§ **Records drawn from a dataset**
• • • •
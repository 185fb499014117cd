use std::sync::Arc;

use async_trait::async_trait;
use chrono::Utc;
use diesel::prelude::*;
use diesel::SqliteConnection;
use uuid::Uuid;

use nestegg_core::constants::DEFAULT_CURRENCY;
use nestegg_core::users::{NewUser, User, UserRepositoryTrait};
use nestegg_core::Result;

use super::model::UserDB;
use crate::db::{get_connection, DbPool, WriteHandle};
use crate::errors::StorageError;
use crate::schema::users;
use crate::utils::format_datetime;

pub struct UserRepository {
    pool: Arc<DbPool>,
    writer: WriteHandle,
}

impl UserRepository {
    pub fn new(pool: Arc<DbPool>, writer: WriteHandle) -> Self {
        UserRepository { pool, writer }
    }
}

#[async_trait]
impl UserRepositoryTrait for UserRepository {
    fn get_by_id(&self, user_id: &str) -> Result<User> {
        let mut conn = get_connection(&self.pool)?;
        let user_db = users::table
            .find(user_id)
            .first::<UserDB>(&mut conn)
            .map_err(StorageError::from)?;
        Ok(User::from(user_db))
    }

    fn find_by_email(&self, email: &str) -> Result<Option<User>> {
        let mut conn = get_connection(&self.pool)?;
        let user_db = users::table
            .filter(users::email.eq(email))
            .first::<UserDB>(&mut conn)
            .optional()
            .map_err(StorageError::from)?;
        Ok(user_db.map(User::from))
    }

    async fn create(&self, new_user: NewUser) -> Result<User> {
        self.writer
            .exec(move |conn: &mut SqliteConnection| -> Result<User> {
                let now = format_datetime(Utc::now().naive_utc());
                let user_db = UserDB {
                    id: new_user.id.unwrap_or_else(|| Uuid::new_v4().to_string()),
                    name: new_user.name,
                    email: new_user.email,
                    password_hash: new_user.password_hash,
                    preferred_currency: DEFAULT_CURRENCY.to_string(),
                    created_at: now.clone(),
                    updated_at: now,
                };

                let result_db = diesel::insert_into(users::table)
                    .values(&user_db)
                    .returning(UserDB::as_returning())
                    .get_result(conn)
                    .map_err(StorageError::from)?;
                Ok(User::from(result_db))
            })
            .await
    }

    async fn set_preferred_currency(&self, user_id: &str, currency: &str) -> Result<User> {
        let user_id = user_id.to_string();
        let currency = currency.to_string();
        self.writer
            .exec(move |conn: &mut SqliteConnection| -> Result<User> {
                diesel::update(users::table.find(&user_id))
                    .set((
                        users::preferred_currency.eq(&currency),
                        users::updated_at.eq(format_datetime(Utc::now().naive_utc())),
                    ))
                    .execute(conn)
                    .map_err(StorageError::from)?;
                let updated = users::table
                    .find(&user_id)
                    .first::<UserDB>(conn)
                    .map_err(StorageError::from)?;
                Ok(User::from(updated))
            })
            .await
    }

    async fn delete(&self, user_id: &str) -> Result<usize> {
        let user_id = user_id.to_string();
        self.writer
            .exec(move |conn: &mut SqliteConnection| -> Result<usize> {
                // Investments and interest records go with the user (FK cascade).
                Ok(diesel::delete(users::table.find(&user_id))
                    .execute(conn)
                    .map_err(StorageError::from)?)
            })
            .await
    }
}
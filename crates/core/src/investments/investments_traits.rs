use async_trait::async_trait;

use crate::errors::Result;
use crate::investments::investments_model::{
    ConfirmInterest, Investment, InvestmentUpdate, MonthlyInterest, NewInvestment,
    NewMonthlyInterest, ScheduleEntry,
};

/// Trait for investment repository operations.
///
/// All lookups are scoped to the owning user; a missing or unowned
/// investment surfaces as a not-found error. `confirm_interest` must persist
/// the interest record and the aggregate update as one transaction.
#[async_trait]
pub trait InvestmentRepositoryTrait: Send + Sync {
    fn get_by_id(&self, user_id: &str, investment_id: &str) -> Result<Investment>;
    fn list_by_user(&self, user_id: &str) -> Result<Vec<Investment>>;
    fn list_monthly_interests(&self, investment_id: &str) -> Result<Vec<MonthlyInterest>>;
    async fn create(&self, user_id: &str, new_investment: NewInvestment) -> Result<Investment>;
    async fn update(&self, user_id: &str, update: InvestmentUpdate) -> Result<Investment>;
    async fn delete(&self, user_id: &str, investment_id: &str) -> Result<usize>;
    async fn confirm_interest(
        &self,
        investment_id: &str,
        record: NewMonthlyInterest,
    ) -> Result<Investment>;
}

/// Trait for investment service operations.
#[async_trait]
pub trait InvestmentServiceTrait: Send + Sync {
    fn get_investment(&self, user_id: &str, investment_id: &str) -> Result<Investment>;
    fn list_investments(&self, user_id: &str) -> Result<Vec<Investment>>;
    fn get_monthly_interests(
        &self,
        user_id: &str,
        investment_id: &str,
    ) -> Result<Vec<MonthlyInterest>>;
    fn get_schedule(&self, user_id: &str, investment_id: &str) -> Result<Vec<ScheduleEntry>>;
    async fn create_investment(
        &self,
        user_id: &str,
        new_investment: NewInvestment,
    ) -> Result<Investment>;
    async fn update_investment(
        &self,
        user_id: &str,
        update: InvestmentUpdate,
    ) -> Result<Investment>;
    async fn delete_investment(&self, user_id: &str, investment_id: &str) -> Result<usize>;
    async fn confirm_interest(
        &self,
        user_id: &str,
        investment_id: &str,
        confirmation: ConfirmInterest,
    ) -> Result<Investment>;
}
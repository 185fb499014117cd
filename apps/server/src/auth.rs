//! Password hashing, JWT issuing/validation, and the auth endpoints.

use std::sync::Arc;
use std::time::{Duration, SystemTime, UNIX_EPOCH};

use argon2::{
    password_hash::{Error as PasswordHashError, PasswordHash, PasswordVerifier, SaltString},
    Argon2, PasswordHasher,
};
use axum::{
    body::Body,
    extract::State,
    http::{header::AUTHORIZATION, Request, StatusCode},
    middleware::Next,
    response::{IntoResponse, Response},
    Json,
};
use base64::{engine::general_purpose::STANDARD as BASE64, Engine as _};
use jsonwebtoken::{decode, encode, Algorithm, DecodingKey, EncodingKey, Header, Validation};
use rand::rngs::OsRng;
use serde::{Deserialize, Serialize};

use nestegg_core::users::NewUser;

use crate::error::{ApiError, ApiResult};
use crate::main_lib::AppState;
use crate::models::UserResponse;

const MIN_PASSWORD_LEN: usize = 8;

pub struct AuthManager {
    encoding_key: EncodingKey,
    decoding_key: DecodingKey,
    validation: Validation,
    token_ttl: Duration,
}

/// The authenticated user's id, injected into request extensions by
/// [`require_jwt`].
#[derive(Clone, Debug)]
pub struct CurrentUser(pub String);

#[derive(Debug)]
pub enum AuthError {
    Unauthorized,
    InvalidCredentials,
    Internal(String),
}

#[derive(Serialize)]
struct AuthErrorBody {
    code: u16,
    message: String,
}

#[derive(Debug, Serialize, Deserialize)]
struct Claims {
    sub: String,
    exp: usize,
    iat: usize,
}

#[derive(Deserialize)]
pub struct RegisterRequest {
    pub name: String,
    pub email: String,
    pub password: String,
}

#[derive(Deserialize)]
pub struct LoginRequest {
    pub email: String,
    pub password: String,
}

#[derive(Serialize)]
#[serde(rename_all = "camelCase")]
pub struct LoginResponse {
    pub access_token: String,
    pub token_type: String,
    pub expires_in: u64,
}

#[derive(Serialize)]
#[serde(rename_all = "camelCase")]
pub struct AuthStatusResponse {
    pub requires_password: bool,
}

impl AuthManager {
    pub fn new(jwt_secret: &[u8], token_ttl: Duration) -> Self {
        let encoding_key = EncodingKey::from_secret(jwt_secret);
        let decoding_key = DecodingKey::from_secret(jwt_secret);
        let mut validation = Validation::new(Algorithm::HS256);
        validation.validate_exp = true;
        Self {
            encoding_key,
            decoding_key,
            validation,
            token_ttl,
        }
    }

    pub fn hash_password(&self, password: &str) -> Result<String, AuthError> {
        let salt = SaltString::generate(&mut OsRng);
        Argon2::default()
            .hash_password(password.as_bytes(), &salt)
            .map(|hash| hash.to_string())
            .map_err(|e| AuthError::Internal(format!("Failed to hash password: {e}")))
    }

    pub fn verify_password(&self, stored_hash: &str, candidate: &str) -> Result<(), AuthError> {
        let parsed = PasswordHash::new(stored_hash)
            .map_err(|e| AuthError::Internal(format!("Invalid stored password hash: {e}")))?;
        Argon2::default()
            .verify_password(candidate.as_bytes(), &parsed)
            .map_err(|err| match err {
                PasswordHashError::Password => AuthError::InvalidCredentials,
                other => AuthError::Internal(format!("Password verification failed: {other}")),
            })
    }

    pub fn issue_token(&self, user_id: &str) -> Result<String, AuthError> {
        let now = SystemTime::now()
            .duration_since(UNIX_EPOCH)
            .map_err(|_| AuthError::Internal("System clock is before UNIX_EPOCH".into()))?;
        let exp = now + self.token_ttl;
        let claims = Claims {
            sub: user_id.to_string(),
            iat: now.as_secs() as usize,
            exp: exp.as_secs() as usize,
        };
        encode(&Header::default(), &claims, &self.encoding_key)
            .map_err(|e| AuthError::Internal(format!("Failed to sign token: {e}")))
    }

    /// Validates a token and returns the user id it was issued for.
    pub fn validate_token(&self, token: &str) -> Result<String, AuthError> {
        decode::<Claims>(token, &self.decoding_key, &self.validation)
            .map(|data| data.claims.sub)
            .map_err(|err| match err.kind() {
                jsonwebtoken::errors::ErrorKind::ExpiredSignature
                | jsonwebtoken::errors::ErrorKind::InvalidToken
                | jsonwebtoken::errors::ErrorKind::InvalidSignature
                | jsonwebtoken::errors::ErrorKind::MissingRequiredClaim(_) => {
                    AuthError::Unauthorized
                }
                other => AuthError::Internal(format!("Failed to validate token: {other:?}")),
            })
    }

    pub fn expires_in(&self) -> Duration {
        self.token_ttl
    }
}

impl IntoResponse for AuthError {
    fn into_response(self) -> Response {
        let (status, message) = match self {
            AuthError::Unauthorized => (StatusCode::UNAUTHORIZED, "Unauthorized".to_string()),
            AuthError::InvalidCredentials => {
                (StatusCode::UNAUTHORIZED, "Invalid email or password".to_string())
            }
            AuthError::Internal(msg) => (StatusCode::INTERNAL_SERVER_ERROR, msg),
        };
        let body = Json(AuthErrorBody {
            code: status.as_u16(),
            message,
        });
        (status, body).into_response()
    }
}

impl From<AuthError> for ApiError {
    fn from(err: AuthError) -> Self {
        match err {
            AuthError::Unauthorized => ApiError::Unauthorized("Unauthorized".to_string()),
            AuthError::InvalidCredentials => {
                ApiError::Unauthorized("Invalid email or password".to_string())
            }
            AuthError::Internal(msg) => ApiError::Internal(msg),
        }
    }
}

pub fn decode_secret_key(raw: &str) -> anyhow::Result<Vec<u8>> {
    let trimmed = raw.trim();
    if trimmed.is_empty() {
        anyhow::bail!("JWT secret cannot be empty");
    }
    let decoded = match BASE64.decode(trimmed) {
        Ok(bytes) => bytes,
        Err(_) if trimmed.len() == 32 => trimmed.as_bytes().to_vec(),
        Err(_) => {
            anyhow::bail!("JWT secret must be base64 encoded or a 32-byte ASCII string")
        }
    };

    if decoded.len() != 32 {
        anyhow::bail!("JWT secret must decode to exactly 32 bytes");
    }

    Ok(decoded)
}

pub async fn register(
    State(state): State<Arc<AppState>>,
    Json(payload): Json<RegisterRequest>,
) -> ApiResult<Json<UserResponse>> {
    if payload.password.len() < MIN_PASSWORD_LEN {
        return Err(ApiError::BadRequest(format!(
            "Password must be at least {MIN_PASSWORD_LEN} characters"
        )));
    }
    let password_hash = state.auth.hash_password(&payload.password)?;
    let user = state
        .user_service
        .register(NewUser {
            id: None,
            name: payload.name,
            email: payload.email,
            password_hash,
        })
        .await?;
    Ok(Json(UserResponse::from(user)))
}

pub async fn login(
    State(state): State<Arc<AppState>>,
    Json(payload): Json<LoginRequest>,
) -> ApiResult<Json<LoginResponse>> {
    let email = payload.email.trim().to_lowercase();
    let user = state
        .user_service
        .find_by_email(&email)?
        .ok_or(AuthError::InvalidCredentials)?;
    state
        .auth
        .verify_password(&user.password_hash, &payload.password)?;
    let token = state.auth.issue_token(&user.id)?;
    Ok(Json(LoginResponse {
        access_token: token,
        token_type: "Bearer".to_string(),
        expires_in: state.auth.expires_in().as_secs(),
    }))
}

pub async fn auth_status() -> Json<AuthStatusResponse> {
    Json(AuthStatusResponse {
        requires_password: true,
    })
}

/// Middleware guarding the authenticated API surface. On success the
/// requester's [`CurrentUser`] is added to the request extensions.
pub async fn require_jwt(
    State(state): State<Arc<AppState>>,
    mut request: Request<Body>,
    next: Next,
) -> Result<Response, AuthError> {
    let header = request
        .headers()
        .get(AUTHORIZATION)
        .and_then(|value| value.to_str().ok())
        .ok_or(AuthError::Unauthorized)?;

    let mut parts = header.splitn(2, ' ');
    let (Some(scheme), Some(token)) = (parts.next(), parts.next()) else {
        return Err(AuthError::Unauthorized);
    };

    if !scheme.eq_ignore_ascii_case("Bearer") {
        return Err(AuthError::Unauthorized);
    }

    let token = token.trim();
    if token.is_empty() {
        return Err(AuthError::Unauthorized);
    }

    let user_id = state.auth.validate_token(token)?;
    request.extensions_mut().insert(CurrentUser(user_id));
    Ok(next.run(request).await)
}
• • • •
Please copy out each line of the data in which the word "match" occurs.

            .map_err(|err| match err {
            .map_err(|err| match err.kind() {
        let (status, message) = match self {
        match err {
    let decoded = match BASE64.decode(trimmed) {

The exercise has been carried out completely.